They walked for a while in comfortable silence, lifting a hand now and again at passing members of staff. The morning was clear and cool, the grass still damp with dew, and the path wound downward through a stand of old oaks before opening out to the water. It was, as he had promised, rather spectacular. The lake lay calm and bright, with a family of swans moving across it with the dignity of those who know they have the right of way.
“Duck!” Lavinia announced, pointing.
“Swan, actually,” he began.
“Duck,” Lavinia said, in the tone of one who has closed the matter.
“Yes,” he agreed. “Duck.” He set her down on the path. She tottered forward toward the water with the enthusiastic single-mindedness of a small person who has identified a destination and intends to reach it.
“No, Lavinia—” Helena moved, but he was already there, catching her hand.
“You need to take care,” he explained to her. “The water is very deep. You could fall in.”
“In?” she said — and immediately pulled toward it with renewed interest.
He realized at once the mistake he had made. She had not previously contemplated the possibility of going in. He had now rather helpfully introduced it to her.
Helena scooped her up. Lavinia began to wail into her mother’s shoulder. Gideon bit his bottom lip and looked at Helena.
“You look rather Friday-faced,” she said, not unkindly.
“I wish I were better with her,” he said, over the sound of Lavinia’s protests. “That I understood her better.”
“Lavinia has learned that crying sometimes gets her what she wants. I am trying to ensure she does not make a habit of it. And you must understand that she is simply too young for reason. She cannot help it.”
“I know,” he said. “I have a habit of speaking to her as though she were rather older than she is.”
“In,” Lavinia said, tears still making tracks down her cheeks.
“No,” Helena said. “We are not going in the water. But we can walk around it.” She set Lavinia down, taking her hand. Lavinia raised her other hand in Gideon’s direction. He took it — felt the small, warm, pudgy weight of it in his palm — and thought, not for the first time, that he wished she were truly his.
The three of them walked on, Lavinia a step or two in front, examining everything she encountered with the thoroughness of a very small naturalist. The swans maintained their dignity at a distance. The sun came through the trees in long slanted bars and landed warm on their faces.
“Do you know how to make daisy chains?” Helena asked.
He looked at her. “I beg your pardon?”
“Daisy chains. Do you know how to make them?”
“Is that — not a peculiarly female occupation?”
“It ought not to be. It is very peaceful. You should try it. I can teach you.” She said it with complete seriousness.
He let out a short laugh, and then saw that she meant it. “Very well.”

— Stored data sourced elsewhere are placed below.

//! Shared state for the gateway router.

use std::sync::Arc;

use crate::config::GatewayConfig;
use crate::pipeline::enrichment::OllamaClient;
use crate::upstream::{build_http_client, BackendFailure, ParserClient, PlanClient};

// ═════════════════════════════════════════════════════════
// ApiContext: collaborator clients shared by every route
// ═════════════════════════════════════════════════════════

/// Shared context for all API routes.
///
/// Every collaborator client holds a clone of the same `reqwest::Client`,
/// so the whole process shares one connection pool.
#[derive(Clone)]
pub struct ApiContext {
    pub config: Arc<GatewayConfig>,
    pub llm: OllamaClient,
    pub parser: Arc<ParserClient>,
    pub plans: PlanClient,
}

impl ApiContext {
    pub fn new(config: GatewayConfig) -> Result<Self, BackendFailure> {
        let http = build_http_client(&config)?;
        let parser = ParserClient::new(http.clone(), &config)?;
        Ok(Self {
            llm: OllamaClient::from_config(http.clone(), &config),
            parser: Arc::new(parser),
            plans: PlanClient::new(http, &config),
            config: Arc::new(config),
        })
    }
}
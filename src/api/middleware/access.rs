//! Access logging middleware.
//!
//! Logs every request with a fresh request id, method, path, response
//! status and latency. The id is also returned in `x-request-id`.

use std::time::Instant;

use axum::http::{HeaderValue, Request};
use axum::middleware::Next;
use axum::response::Response;
use uuid::Uuid;

pub const REQUEST_ID_HEADER: &str = "x-request-id";

/// Log API access for every route.
pub async fn log_access(req: Request<axum::body::Body>, next: Next) -> Response {
    let request_id = Uuid::new_v4();
    let method = req.method().clone();
    let path = req.uri().path().to_string();
    let started = Instant::now();

    let mut response = next.run(req).await;

    let status = response.status().as_u16();
    let latency_ms = started.elapsed().as_millis() as u64;
    if response.status().is_server_error() {
        tracing::warn!(%request_id, %method, %path, status, latency_ms, "Request failed");
    } else {
        tracing::info!(%request_id, %method, %path, status, latency_ms, "Request served");
    }

    if let Ok(value) = HeaderValue::from_str(&request_id.to_string()) {
        response.headers_mut().insert(REQUEST_ID_HEADER, value);
    }
    response
}

#[cfg(test)]
mod tests {
    use super::*;
    use axum::body::Body;
    use axum::routing::get;
    use axum::Router;
    use tower::ServiceExt;

    #[tokio::test]
    async fn response_carries_request_id() {
        let app = Router::new()
            .route("/ping", get(|| async { "pong" }))
            .layer(axum::middleware::from_fn(log_access));

        let response = app
            .oneshot(Request::builder().uri("/ping").body(Body::empty()).unwrap())
            .await
            .unwrap();

        let id = response.headers().get(REQUEST_ID_HEADER).unwrap();
        assert!(Uuid::parse_str(id.to_str().unwrap()).is_ok());
    }

    #[tokio::test]
    async fn ids_differ_between_requests() {
        let app = Router::new()
            .route("/ping", get(|| async { "pong" }))
            .layer(axum::middleware::from_fn(log_access));

        let first = app
            .clone()
            .oneshot(Request::builder().uri("/ping").body(Body::empty()).unwrap())
            .await
            .unwrap();
        let second = app
            .oneshot(Request::builder().uri("/ping").body(Body::empty()).unwrap())
            .await
            .unwrap();
        assert_ne!(
            first.headers().get(REQUEST_ID_HEADER),
            second.headers().get(REQUEST_ID_HEADER)
        );
    }
}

“You think it beneath you?”
“I never said that.”
“You have rather large hands,” she said, looking at them with an air of scientific assessment. “I doubt you would be able to manage it. That is perhaps why men do not attempt it — their fingers are not delicate enough.”

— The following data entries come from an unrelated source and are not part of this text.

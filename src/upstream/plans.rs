//! Plan-storage collaborator: paginated listing and plan creation.

use std::time::Duration;

use serde_json::Value;

use super::BackendFailure;
use crate::config::GatewayConfig;
use crate::models::{PageResponse, PlanRecord};

#[derive(Clone)]
pub struct PlanClient {
    http: reqwest::Client,
    base_url: String,
    timeout: Duration,
}

impl PlanClient {
    pub fn new(http: reqwest::Client, config: &GatewayConfig) -> Self {
        Self {
            http,
            base_url: config.plan_url.clone(),
            timeout: config.upstream_timeout,
        }
    }

    /// `GET <storage>/plans?page=&size=`, relayed as-is.
    pub async fn list_plans(
        &self,
        page: u32,
        size: u32,
    ) -> Result<PageResponse<PlanRecord>, BackendFailure> {
        let url = format!("{}/plans", self.base_url);
        let response = self
            .http
            .get(&url)
            .query(&[("page", page), ("size", size)])
            .send()
            .await
            .map_err(|e| BackendFailure::from_send(e, &url, self.timeout))?;

        if !response.status().is_success() {
            return Err(BackendFailure::from_status(response, &url).await);
        }

        response
            .json()
            .await
            .map_err(|e| BackendFailure::from_body(e, &url, self.timeout))
    }

    /// `POST <storage>/plans`. The storage service answers with the new id as text.
    pub async fn create_plan(&self, plan: &Value) -> Result<String, BackendFailure> {
        let url = format!("{}/plans", self.base_url);
        let response = self
            .http
            .post(&url)
            .json(plan)
            .send()
            .await
            .map_err(|e| BackendFailure::from_send(e, &url, self.timeout))?;

        if !response.status().is_success() {
            return Err(BackendFailure::from_status(response, &url).await);
        }

        let id = response
            .text()
            .await
            .map_err(|e| BackendFailure::from_body(e, &url, self.timeout))?;
        Ok(id.trim().trim_matches('"').to_string())
    }
}
//! Plan storage endpoints.
//!
//! - `GET /api/plans?page=&size=`: paginated listing, relayed unchanged
//! - `POST /api/plans`: store a plan, returns `{id}`

use axum::extract::rejection::{JsonRejection, QueryRejection};
use axum::extract::{Query, State};
use axum::Json;
use serde::Deserialize;
use serde_json::Value;

use crate::api::error::ApiError;
use crate::api::types::ApiContext;
use crate::models::{PageResponse, PlanCreated, PlanRecord};

pub const DEFAULT_PAGE: i64 = 0;
pub const DEFAULT_PAGE_SIZE: i64 = 10;
pub const MAX_PAGE_SIZE: i64 = 100;

#[derive(Debug, Deserialize)]
pub struct PlanListQuery {
    pub page: Option<i64>,
    pub size: Option<i64>,
}

impl PlanListQuery {
    /// Apply defaults and bounds, yielding `(page, size)`.
    fn resolve(&self) -> Result<(u32, u32), ApiError> {
        let page = self.page.unwrap_or(DEFAULT_PAGE);
        if page < 0 {
            return Err(ApiError::BadRequest(
                "Page index must not be less than zero".into(),
            ));
        }
        let page = u32::try_from(page)
            .map_err(|_| ApiError::BadRequest(format!("Page index {page} is too large")))?;

        let size = self.size.unwrap_or(DEFAULT_PAGE_SIZE);
        if !(1..=MAX_PAGE_SIZE).contains(&size) {
            return Err(ApiError::BadRequest(format!(
                "Page size must be between 1 and {MAX_PAGE_SIZE}"
            )));
        }
        Ok((page, size as u32))
    }
}

/// `GET /api/plans`: list stored plans.
pub async fn list(
    State(ctx): State<ApiContext>,
    query: Result<Query<PlanListQuery>, QueryRejection>,
) -> Result<Json<PageResponse<PlanRecord>>, ApiError> {
    let Query(query) = query?;
    let (page, size) = query.resolve()?;
    Ok(Json(ctx.plans.list_plans(page, size).await?))
}

/// `POST /api/plans`: forward a plan document to storage.
pub async fn create(
    State(ctx): State<ApiContext>,
    payload: Result<Json<Value>, JsonRejection>,
) -> Result<Json<PlanCreated>, ApiError> {
    let Json(plan) = payload?;
    if !plan.is_object() {
        return Err(ApiError::BadRequest("Plan must be a JSON object".into()));
    }
    let id = ctx.plans.create_plan(&plan).await?;
    tracing::info!(%id, "Plan stored");
    Ok(Json(PlanCreated { id }))
}

#[cfg(test)]
mod tests {
    use super::*;

    fn query(page: Option<i64>, size: Option<i64>) -> PlanListQuery {
        PlanListQuery { page, size }
    }

    #[test]
    fn defaults_apply() {
        assert_eq!(query(None, None).resolve().unwrap(), (0, 10));
    }

    #[test]
    fn negative_page_is_rejected() {
        match query(Some(-1), None).resolve() {
            Err(ApiError::BadRequest(msg)) => {
                assert_eq!(msg, "Page index must not be less than zero")
            }
            other => panic!("expected BadRequest, got {other:?}"),
        }
    }

    #[test]
    fn size_bounds_are_enforced() {
        assert!(query(None, Some(0)).resolve().is_err());
        assert!(query(None, Some(101)).resolve().is_err());
        assert_eq!(query(Some(3), Some(100)).resolve().unwrap(), (3, 100));
    }
}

“I assure you,” he said, “my fingers are very delicate. I have been told so on numerous—” He stopped. Closed his eyes briefly. “That did not quite come out as I had intended.”

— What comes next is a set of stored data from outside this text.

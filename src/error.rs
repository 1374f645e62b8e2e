//! Error kinds for every component family, and the top-level error the CLI
//! maps to a process exit code.
//!
//! Soft, per-file errors are not a variant here: per §7 of the design they
//! are recovered locally (logged through a [`crate::logging::LogContext`]
//! and skipped) and never constructed as a propagating `Result::Err`.

use std::io;
use std::path::PathBuf;
use thiserror::Error;

#[derive(Error, Debug)]
pub enum ConfigError {
    #[error("device {id}: unreachable or nonexistent mount path '{path}'")]
    UnreachableDevicePath { id: u32, path: String },
    #[error("device {id}: cluster_size must be >= 0, got {cluster_size}")]
    NegativeClusterSize { id: u32, cluster_size: i64 },
    #[error("create_archive is set but archive_location is not set or does not exist")]
    MissingArchiveLocation,
    #[error("don't specify --onlycollect and --onlyarchive together, those are exclusive operations")]
    ConflictingPhaseFlags,
    #[error("malformed --device specifier '{0}', expected (id,description,path[,cluster_size])")]
    MalformedDeviceSpec(String),
    #[error("failed to read configuration file {path}: {source}")]
    Read { path: PathBuf, #[source] source: io::Error },
    #[error("failed to parse configuration file {path}: {source}")]
    Parse { path: PathBuf, #[source] source: toml::de::Error },
    #[error("io error: {0}")]
    Io(#[from] io::Error),
}

#[derive(Error, Debug)]
pub enum StoreError {
    #[error("store is not open")]
    NotOpen,
    #[error("sqlite error: {0}")]
    Sqlite(#[from] rusqlite::Error),
}

#[derive(Error, Debug)]
pub enum ArchiveError {
    #[error("archiver already open")]
    AlreadyOpen,
    #[error("archiver is not open; store_file called before provide()")]
    NotOpen,
    #[error("io error: {0}")]
    Io(#[from] io::Error),
    #[error("zip error: {0}")]
    Zip(#[from] zip::result::ZipError),
}

/// The run's single point of fatal failure, returned by the pipeline
/// coordinator to the CLI entry point.
#[derive(Error, Debug)]
pub enum PipelineError {
    #[error("configuration error: {0}")]
    Config(#[from] ConfigError),
    #[error("store error: {0}")]
    Store(#[from] StoreError),
    #[error("archive error: {0}")]
    Archive(#[from] ArchiveError),
    #[error("usage error: {0}")]
    Usage(String),
}
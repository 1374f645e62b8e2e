//! Plain value types for the configuration surface and the store's canonical
//! row, per the data model.
//!
//! These are deliberately flat structs rather than an indexed/dict-style
//! container: every field is a named, statically-typed member, passed by
//! reference once constructed and never mutated for the life of a run.

use std::path::PathBuf;

/// A configured source device: a stable id, a human description, the
/// filesystem root to walk, and the allocation unit used for slack capture.
#[derive(Debug, Clone, PartialEq, Eq)]
pub struct Device {
    pub id: u32,
    pub description: String,
    pub mount_path: PathBuf,
    /// 0 means "do not attempt slack capture on this device".
    pub cluster_size: u64,
}

/// The full recognized options surface for a run.
#[derive(Debug, Clone, PartialEq)]
pub struct Options {
    pub enable_sha1: bool,
    pub enable_sha256: bool,
    pub enable_md5: bool,
    pub number_threads: usize,
    pub hash_chunk_size: usize,
    pub store_slack_space: bool,
    pub create_archive: bool,
    pub collect: bool,
    pub archive_location: Option<PathBuf>,
    pub unique_elements_chunk_size: i64,
    pub write_data_threshold: u64,
    pub string_codec: String,
}

impl Default for Options {
    fn default() -> Self {
        Options {
            enable_sha1: true,
            enable_sha256: false,
            enable_md5: false,
            number_threads: 1,
            hash_chunk_size: 65536,
            store_slack_space: false,
            create_archive: true,
            collect: true,
            archive_location: None,
            unique_elements_chunk_size: -1,
            write_data_threshold: 1000,
            string_codec: "utf-8".to_string(),
        }
    }
}

impl Options {
    pub fn digests_enabled(&self) -> (bool, bool, bool) {
        (self.enable_sha1, self.enable_sha256, self.enable_md5)
    }

    pub fn any_digest_enabled(&self) -> bool {
        self.enable_sha1 || self.enable_sha256 || self.enable_md5
    }
}

/// The canonical row written by the collector and read by the archiver.
#[derive(Debug, Clone, PartialEq, Eq)]
pub struct Entry {
    pub sha1: Option<String>,
    pub sha256: Option<String>,
    pub md5: Option<String>,
    pub device_id: u32,
    pub file_path: String,
    pub file_slack: Vec<u8>,
}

“I dare say it came out exactly as you intended,” she replied, but she was smiling now. “Perhaps you would like to prove me wrong?”
“I would,” he said. “I see a considerable quantity of daisies just over there. Shall we?”
They walked to the edge of the field and sat down in the grass — he spread his jacket first, so she and Lavinia had something to sit on. Helena produced several small pieces of apple from a handkerchief in her pocket, which immediately occupied Lavinia, and then the two of them set about picking daisies.